Shares of Shake Shack (SHAK) - Get Shake Shack, Inc. Class A Report rose Monday after analysts at Truist upgraded the fast food chain to buy from hold, citing a rise in digital sales and improved delivery service.
Truist lowered its price target on the stock to $90 a share from $101 due to the impact of the Covid delta variant and operating-cost inflation.
Shares of the New York restaurant chain on Monday closed 7.6% higher at $74.41.
"We believe Shake Shack's sales opportunity has increased throughout the Covid crisis, due to the acceleration of digital sales and improved delivery performance," Truist analyst Jake Bartlett wrote in a note to investors.
"[Near-term] pressures give investors an opportunity to buy an improved operating model exiting the pandemic, driven by SHAK's accelerated digital transformation," Bartlett added.
Shake Shack's digital average weekly sales increased to $34,000 in the second quarter this year and $30,000 in July from $13,000 in March 2020.
Since the pandemic began, the burger-and-shakes chain has added 2.4 million first-time digital users. That total is up 17% from first-quarter 2021.

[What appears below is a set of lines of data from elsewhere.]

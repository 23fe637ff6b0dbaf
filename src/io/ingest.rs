//! CSV ingest.
//!
//! Lab exports come from different spreadsheet locales, so the delimiter is
//! sniffed from the header line (`,`, `;` or tab). Header names are trimmed and
//! a UTF-8 BOM is stripped; columns are then looked up by their exact names.
//!
//! There is no row-level recovery: a row with the wrong field count, an empty
//! cell or a non-numeric value in a requested column fails the whole run with
//! its line number.

use std::collections::HashMap;
use std::fs;
use std::path::{Path, PathBuf};

use csv::StringRecord;
use log::{debug, info};

use crate::error::AppError;

const DELIMITER_CANDIDATES: [u8; 3] = [b',', b';', b'\t'];

/// A loaded CSV table. Cells stay textual until a column is requested.
#[derive(Debug, Clone)]
pub struct Table {
    pub path: PathBuf,
    pub delimiter: u8,
    headers: Vec<String>,
    index: HashMap<String, usize>,
    records: Vec<StringRecord>,
}

impl Table {
    pub fn headers(&self) -> &[String] {
        &self.headers
    }

    pub fn len(&self) -> usize {
        self.records.len()
    }

    pub fn is_empty(&self) -> bool {
        self.records.is_empty()
    }

    /// Parse a column as finite `f64` values.
    pub fn column(&self, name: &str) -> Result<Vec<f64>, AppError> {
        let idx = *self.index.get(name).ok_or_else(|| {
            AppError::new(
                2,
                format!(
                    "Missing required column `{name}` in '{}'. Available columns: {}",
                    self.path.display(),
                    self.headers
                        .iter()
                        .map(|h| format!("`{h}`"))
                        .collect::<Vec<_>>()
                        .join(", ")
                ),
            )
        })?;

        self.records
            .iter()
            .enumerate()
            .map(|(row, record)| {
                let line = record
                    .position()
                    .map(|p| p.line() as usize)
                    .unwrap_or(row + 2);
                let cell = record.get(idx).unwrap_or("");
                parse_cell(cell).map_err(|msg| {
                    AppError::new(
                        2,
                        format!("{}:{line}: column `{name}`: {msg}", self.path.display()),
                    )
                })
            })
            .collect()
    }
}

/// Load a CSV file into a [`Table`].
pub fn load_table(path: &Path) -> Result<Table, AppError> {
    let content = fs::read_to_string(path)
        .map_err(|e| AppError::new(2, format!("Failed to open CSV '{}': {e}", path.display())))?;
    let table = parse_table(path, &content)?;
    info!(
        "Loaded {} rows from {} (delimiter {:?})",
        table.len(),
        path.display(),
        table.delimiter as char
    );
    Ok(table)
}

/// Parse CSV text; `path` is only used for messages.
pub fn parse_table(path: &Path, content: &str) -> Result<Table, AppError> {
    let content = content.trim_start_matches('\u{feff}');
    let delimiter = sniff_delimiter(content);

    let mut reader = csv::ReaderBuilder::new()
        .delimiter(delimiter)
        .trim(csv::Trim::All)
        .from_reader(content.as_bytes());

    let headers: Vec<String> = reader
        .headers()
        .map_err(|e| AppError::new(2, format!("Failed to read CSV headers of '{}': {e}", path.display())))?
        .iter()
        .map(normalize_header_name)
        .collect();
    debug!("{}: columns {:?}", path.display(), headers);

    let index = headers
        .iter()
        .enumerate()
        .map(|(idx, name)| (name.clone(), idx))
        .collect();

    let mut records = Vec::new();
    for result in reader.records() {
        let record = result.map_err(|e| {
            let line = e.position().map(|p| p.line()).unwrap_or(0);
            AppError::new(2, format!("{}:{line}: malformed row: {e}", path.display()))
        })?;
        // Trailing blank lines are not rows.
        if record.iter().all(str::is_empty) {
            continue;
        }
        records.push(record);
    }

    if records.is_empty() {
        return Err(AppError::new(
            3,
            format!("'{}' contains no data rows.", path.display()),
        ));
    }

    Ok(Table {
        path: path.to_path_buf(),
        delimiter,
        headers,
        index,
        records,
    })
}

/// Pick the candidate delimiter that occurs most often in the header line.
fn sniff_delimiter(content: &str) -> u8 {
    let header = content.lines().next().unwrap_or("");
    DELIMITER_CANDIDATES
        .iter()
        .map(|&d| (d, header.bytes().filter(|&b| b == d).count()))
        .filter(|&(_, count)| count > 0)
        .max_by_key(|&(_, count)| count)
        .map(|(d, _)| d)
        .unwrap_or(b',')
}

fn normalize_header_name(name: &str) -> String {
    name.trim().trim_start_matches('\u{feff}').to_string()
}

fn parse_cell(cell: &str) -> Result<f64, String> {
    let cell = cell.trim();
    if cell.is_empty() {
        return Err("empty value".to_string());
    }
    let v = cell
        .parse::<f64>()
        .map_err(|_| format!("'{cell}' is not a number"))?;
    if v.is_finite() {
        Ok(v)
    } else {
        Err(format!("'{cell}' is not finite"))
    }
}
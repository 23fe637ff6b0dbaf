//! V5 gas thermometer, heating phase.
//!
//! A constant-volume gas thermometer is heated; pressure rises linearly with
//! temperature, `p = m T + b`. Extrapolating to `p = 0` gives the absolute
//! zero `T0 = -b / m` in °C.

use crate::domain::{
    Analysis, DerivedConstant, ExperimentKind, FitInput, LegendCorner, LinearFit, Measured, ParamFormat,
    PlotSpec, Reference,
};
use crate::error::AppError;
use crate::io::ingest::Table;
use crate::math::{fit_line, propagate};

pub const COL_TEMPERATURE: &str = "Temperatur (C)";
pub const COL_PRESSURE: &str = "Druck (hPa)";

/// Uncertainty in pressure (hPa).
pub const SIGMA_P: f64 = 5.0;
/// Uncertainty in temperature (°C). Only drawn; the fit weights by pressure.
pub const SIGMA_T: f64 = 1.0;

pub const ABSOLUTE_ZERO_LIT: f64 = -273.15;

pub fn prepare(table: &Table) -> Result<FitInput, AppError> {
    let t = table.column(COL_TEMPERATURE)?;
    let p = table.column(COL_PRESSURE)?;
    let n = t.len();
    Ok(FitInput {
        x: t,
        y: p,
        sigma_x: Some(vec![SIGMA_T; n]),
        sigma_y: Some(vec![SIGMA_P; n]),
    })
}

/// `T0 = -b / m` with `∂T0/∂m = b/m²` and `∂T0/∂b = -1/m`.
pub fn absolute_zero(fit: &LinearFit) -> Result<Measured, AppError> {
    let m = fit.slope.value;
    let b = fit.intercept.value;
    if m == 0.0 {
        return Err(AppError::new(
            4,
            "Fitted slope is zero; the pressure line never reaches p = 0.",
        ));
    }
    propagate(-b / m, &[b / (m * m), -1.0 / m], &fit.covariance_matrix())
}

pub fn analyze(table: &Table) -> Result<Analysis, AppError> {
    let input = prepare(table)?;
    let fit = fit_line(&input.x, &input.y, input.sigma_y.as_deref())?;
    let t0 = absolute_zero(&fit)?;

    Ok(Analysis {
        experiment: ExperimentKind::Heating,
        source: table.path.clone(),
        params: ParamFormat {
            intercept_symbol: "b".to_string(),
            slope_unit: "hPa/°C".to_string(),
            intercept_unit: "hPa".to_string(),
            precision: 4,
        },
        derived: vec![DerivedConstant {
            label: "Calculated Absolute Zero".to_string(),
            value: t0,
            unit: "°C".to_string(),
            precision: 2,
            reference: Some(Reference {
                label: "Literature Value".to_string(),
                value: ABSOLUTE_ZERO_LIT,
                show_deviation: true,
            }),
        }],
        plot: PlotSpec {
            title: "Gasthermometer Erwärmung: Druck gegen Temperatur".to_string(),
            x_label: "Temperatur [°C]".to_string(),
            y_label: "Druck [hPa]".to_string(),
            data_label: "Messdaten".to_string(),
            fit_label: format!("Fit: T₀ = {:.1} ± {:.1} °C", t0.value, t0.sigma),
            legend: LegendCorner::UpperLeft,
            data_color: (255, 165, 0),
            fit_color: (0, 128, 0),
        },
        input,
        fit,
    })
}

"We view SHAK as one of the fastest growing and best positioned concepts in the restaurant space, which hits the consumer sweet spot of quality food and service for a reasonable price," Truist said.
"It has one of the most recognizable brands in the industry and has impressive new unit economics, which should continue to drive development globally and total revenue growth," the note said.
"While Shake Shack's sales recovery will likely be slower post-Covid, the acceleration in digital sales unclogs its key bottleneck to throughput (order, pay and pickup), potentially enabling higher sales volumes than expected pre-Covid," Bartlett said.